Sinn und Zweck aller digitalen Mühen


Auf der Suche nach der Weltformel und dem Sinn des Lebens!

Meine Philosophie hat eine feste Formel: alles Leben im Daseinskreislauf ist leidvoll. Ich will das Leiden erforschen. Mich interessieren die Entstehung und die Beendigung von Leiden.

Die von Buddha entdeckte Erkenntnis ist in seinem Umfang individuell zu prüfen. Dabei möchte ich Euch und mich mit diesen Webseiten behilflich sein. Ich will durchdringen, durchschauen und verstehen.  

Gerade aus dieser Praxis möchte ich bei der Betrachtung dieser Worte bewusst auf die Bezeichnung „Buddhismus“ verzichten. Zu viele irrtümliche Annahmen lassen schnell Vorurteile entstehen, die hier weder nötig sind, noch angebracht wären.


Reichlich unfair hat die unwissende Arroganz verhafteter Ideologen möglicherweise dafür gesorgt, Buddhas Worte mit einem „ismus“ zu versehen. Dabei handelt es sich jetzt und zuvor weder um eine Ideologie, noch um einen Glauben. Buddhas Worte haben nichts mit Esoterik zu tun und bieten keine Gelegenheit, sich zu bemächtigen, zu erheben oder auszubeuten.

Aus meiner Praxiserfahrung ist selbst die Bezeichnung „Religion“ ein geltender Irrtum, dass wie alle „Ismen“ grausame Vorurteile beherrscht – Ursache vieler kleiner Zänkereien in Familien bis hin zu großen Kriegen – also Leiden. Genau das Gegenteil soll Sinn und Ziel Buddhas Erkenntnis sein.

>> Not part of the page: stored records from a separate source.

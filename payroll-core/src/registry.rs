//! In-memory employee registry.
//!
//! # Invariants
//!
//! - No two employees share an [`EmployeeId`] or a name.
//! - Every salary lies within its position's band, or was raised to the band
//!   minimum by a tolerance promotion.
//! - Every check runs before any mutation; a failed call leaves the registry
//!   untouched.
//!
//! Membership is decided by id. Callers hold ids, not references into the
//! registry, so the registry's copy stays authoritative.

use crate::config::{PayrollConfig, DEFAULT_PROMOTION_TOLERANCE};
use crate::error::{ConfigError, RegistryError, SalaryRejection};
use crate::types::{Employee, EmployeeId, Position, PositionChange};

/// Owns the ordered employee collection and enforces salary rules on mutation.
#[derive(Debug, Clone)]
pub struct EmployeeRegistry {
    employees: Vec<Employee>,
    promotion_tolerance: f64,
}

impl Default for EmployeeRegistry {
    fn default() -> Self {
        Self::new()
    }
}

impl EmployeeRegistry {
    /// Empty registry with the default 10% promotion tolerance.
    pub fn new() -> Self {
        Self {
            employees: Vec::new(),
            promotion_tolerance: DEFAULT_PROMOTION_TOLERANCE,
        }
    }

    /// Empty registry using `config.promotion_tolerance`.
    ///
    /// Runs [`PayrollConfig::validate`] first, so hand-built configs are checked too.
    pub fn with_config(config: &PayrollConfig) -> Result<Self, ConfigError> {
        config.validate()?;
        Ok(Self {
            employees: Vec::new(),
            promotion_tolerance: config.promotion_tolerance,
        })
    }

    pub fn promotion_tolerance(&self) -> f64 {
        self.promotion_tolerance
    }

    // -----------------------------------------------------------------------
    // 1. Read access
    // -----------------------------------------------------------------------

    /// Employees in insertion order.
    pub fn employees(&self) -> &[Employee] {
        &self.employees
    }

    pub fn get(&self, id: &EmployeeId) -> Option<&Employee> {
        self.employees.iter().find(|e| e.id() == id)
    }

    pub fn contains(&self, id: &EmployeeId) -> bool {
        self.index_of(id).is_some()
    }

    pub fn len(&self) -> usize {
        self.employees.len()
    }

    pub fn is_empty(&self) -> bool {
        self.employees.is_empty()
    }

    /// Sum of all current salaries; `0.0` for an empty registry.
    pub fn calculate_total_salary(&self) -> f64 {
        self.employees.iter().map(Employee::salary).sum()
    }

    // -----------------------------------------------------------------------
    // 2. Membership
    // -----------------------------------------------------------------------

    /// Append `employee`.
    ///
    /// Fails with `DuplicateEmployee` if the id or the name is taken, then
    /// with `InvalidSalary` if the salary is outside the position band or
    /// below the tolerance floor.
    pub fn add_employee(&mut self, employee: Employee) -> Result<(), RegistryError> {
        let taken = self
            .employees
            .iter()
            .any(|e| e.id() == employee.id() || e.name() == employee.name());
        if taken {
            return Err(RegistryError::DuplicateEmployee {
                id: employee.id().clone(),
                name: employee.name().to_owned(),
            });
        }

        let position = employee.position();
        let salary = employee.salary();
        if !Self::is_salary_valid_for_position(Some(position), salary) {
            return Err(out_of_range(position, salary));
        }

        // Unreachable: the range check above already enforces salary >= min.
        let floor = self.tolerance_floor(position);
        if salary < floor {
            return Err(RegistryError::InvalidSalary {
                salary,
                reason: SalaryRejection::BelowToleranceFloor { floor },
            });
        }

        tracing::debug!("added employee {} ({})", employee.id(), employee.name());
        self.employees.push(employee);
        Ok(())
    }

    /// Remove and return the employee with `id`, preserving the order of the rest.
    pub fn remove_employee(&mut self, id: &EmployeeId) -> Result<Employee, RegistryError> {
        let index = self.require(id)?;
        let removed = self.employees.remove(index);
        tracing::debug!("removed employee {}", removed.id());
        Ok(removed)
    }

    // -----------------------------------------------------------------------
    // 3. Updates
    // -----------------------------------------------------------------------

    /// Set a new salary, strictly within the current position's band.
    pub fn update_employee_salary(
        &mut self,
        id: &EmployeeId,
        new_salary: f64,
    ) -> Result<(), RegistryError> {
        let index = self.require(id)?;
        let employee = &mut self.employees[index];
        if !Self::is_salary_valid_for_position(Some(employee.position()), new_salary) {
            return Err(out_of_range(employee.position(), new_salary));
        }
        tracing::debug!(
            "salary of {} changed {} -> {}",
            employee.id(),
            employee.salary(),
            new_salary
        );
        employee.set_salary(new_salary);
        Ok(())
    }

    /// Move an employee to `new_position`.
    ///
    /// | current salary                          | outcome                       |
    /// |-----------------------------------------|-------------------------------|
    /// | within `[min, max]`                     | [`PositionChange::Retained`]  |
    /// | within `[min * (1 - tolerance), min)`   | raised to `min`               |
    /// | anything else                           | `InvalidSalary`, no change    |
    pub fn update_employee_position(
        &mut self,
        id: &EmployeeId,
        new_position: Position,
    ) -> Result<PositionChange, RegistryError> {
        let index = self.require(id)?;
        let floor = self.tolerance_floor(&new_position);
        let employee = &mut self.employees[index];
        let salary = employee.salary();
        let min = new_position.min_salary();

        let change = if new_position.contains(salary) {
            PositionChange::Retained
        } else if floor <= salary && salary < min {
            PositionChange::RaisedToMinimum {
                previous_salary: salary,
            }
        } else if salary < floor {
            return Err(RegistryError::InvalidSalary {
                salary,
                reason: SalaryRejection::BelowToleranceFloor { floor },
            });
        } else {
            return Err(out_of_range(&new_position, salary));
        };

        if let PositionChange::RaisedToMinimum { previous_salary } = change {
            tracing::info!(
                "tolerance promotion: {} raised {} -> {} for position {}",
                employee.id(),
                previous_salary,
                min,
                new_position.id()
            );
            employee.set_salary(min);
        }
        tracing::debug!("employee {} moved to position {}", employee.id(), new_position.id());
        employee.set_position(new_position);
        Ok(change)
    }

    // -----------------------------------------------------------------------
    // 4. Validation
    // -----------------------------------------------------------------------

    /// `false` for a missing position or a negative salary; otherwise whether
    /// the salary lies in `[min_salary, max_salary]`.
    pub fn is_salary_valid_for_position(position: Option<&Position>, salary: f64) -> bool {
        match position {
            Some(p) if salary >= 0.0 => p.contains(salary),
            _ => false,
        }
    }

    fn tolerance_floor(&self, position: &Position) -> f64 {
        position.min_salary() * (1.0 - self.promotion_tolerance)
    }

    fn index_of(&self, id: &EmployeeId) -> Option<usize> {
        self.employees.iter().position(|e| e.id() == id)
    }

    fn require(&self, id: &EmployeeId) -> Result<usize, RegistryError> {
        self.index_of(id)
            .ok_or_else(|| RegistryError::EmployeeNotFound { id: id.clone() })
    }
}

fn out_of_range(position: &Position, salary: f64) -> RegistryError {
    RegistryError::InvalidSalary {
        salary,
        reason: SalaryRejection::OutOfRange {
            min: position.min_salary(),
            max: position.max_salary(),
        },
    }
}

// ---------------------------------------------------------------------------
// Unit tests
// ---------------------------------------------------------------------------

Buddhas Worte sind die Grundlage reiner Geistesschule. Es ist eine Menschenkunde. Eine Vitalogie zum Erlenen von Konzentration und Achtsamkeit.  Die Erkenntnis der Physik von Innen.  Es ist ein Schlüssel, die Verkettung einer Menscheits-Dramatik zwischen Philosophie und Psychologie vollständig und ganzheitlich zu entsperren. Es ist eine Offenbarung reiner Naturgesetze, die ich lernen möchte wahr zu nehmen zu verstehen.

So möge mein Wesen die Themen aus Politik und Gesellschaft betrachten, Ideologien widerlegen, leidvolle Meinungen entkräften und entsprechend den Gesetzen der Natur, durchschauen, durchdringen und verstehen. 

Lasst uns Wissende werden, denn nur mit dem Herzen des eigenen Wesens lässt sich die Welt nachhaltig und ihren Gesetzen entsprechend verändern.  Alles andere ist ein bis heute nachweislicher, sich ständig wiederholender Irrtum – von Genrationen zu Generationen.

Es ist das Aufrechterhalten von Leiden im ewigen Daseinskreislauf.